--- PROBLEM DESCRIPTION ---
Count lines, not occurrences: report how many lines in the records hold the string "failed", and nothing else.

##### EXTRACTED RECORDS

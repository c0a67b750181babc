use std::{net::SocketAddr, sync::Arc};

use anyhow::Result;
use locator_service::{
    api::{build_router, AppState},
    config::AppConfig,
    loader, metrics_server, observability,
};
use time::OffsetDateTime;
use tokio::signal;

#[tokio::main]
async fn main() -> Result<()> {
    observability::init_tracing();

    let cfg = AppConfig::load()?;

    if let Some(metrics_cfg) = &cfg.metrics {
        metrics_server::init(&metrics_cfg.bind_addr)?;
    }

    // Nothing is served until every dataset has loaded.
    let index = loader::load_index(&cfg.datasets, cfg.org_units.aliases.clone()).await?;

    let state = Arc::new(AppState {
        index,
        maps: cfg.maps,
        documents: cfg.documents,
        loaded_at: OffsetDateTime::now_utc(),
    });
    let app = build_router(state);

    let addr: SocketAddr = cfg
        .server
        .bind_addr
        .parse()
        .map_err(|e| anyhow::anyhow!("invalid server.bind_addr: {e}"))?;
    let listener = tokio::net::TcpListener::bind(addr).await?;
    tracing::info!(%addr, "locator listening");

    axum::serve(listener, app.into_make_service())
        .with_graceful_shutdown(shutdown_signal())
        .await?;

    tracing::info!("locator stopped");
    Ok(())
}

async fn shutdown_signal() {
    let ctrl_c = async {
        match signal::ctrl_c().await {
            Ok(()) => tracing::info!("received Ctrl+C, shutting down"),
            Err(e) => {
                tracing::error!(error = %e, "failed to install Ctrl+C handler");
                std::future::pending::<()>().await;
            }
        }
    };

    #[cfg(unix)]
    let terminate = async {
        match signal::unix::signal(signal::unix::SignalKind::terminate()) {
            Ok(mut sig) => {
                sig.recv().await;
                tracing::info!("received terminate signal, shutting down");
            }
            Err(e) => {
                tracing::error!(error = %e, "failed to install SIGTERM handler");
                std::future::pending::<()>().await;
            }
        }
    };

    #[cfg(not(unix))]
    let terminate = std::future::pending::<()>();

    tokio::select! {
        _ = ctrl_c => {},
        _ = terminate => {},
    }
}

##########

--- EXERCISE OUTPUT ---
2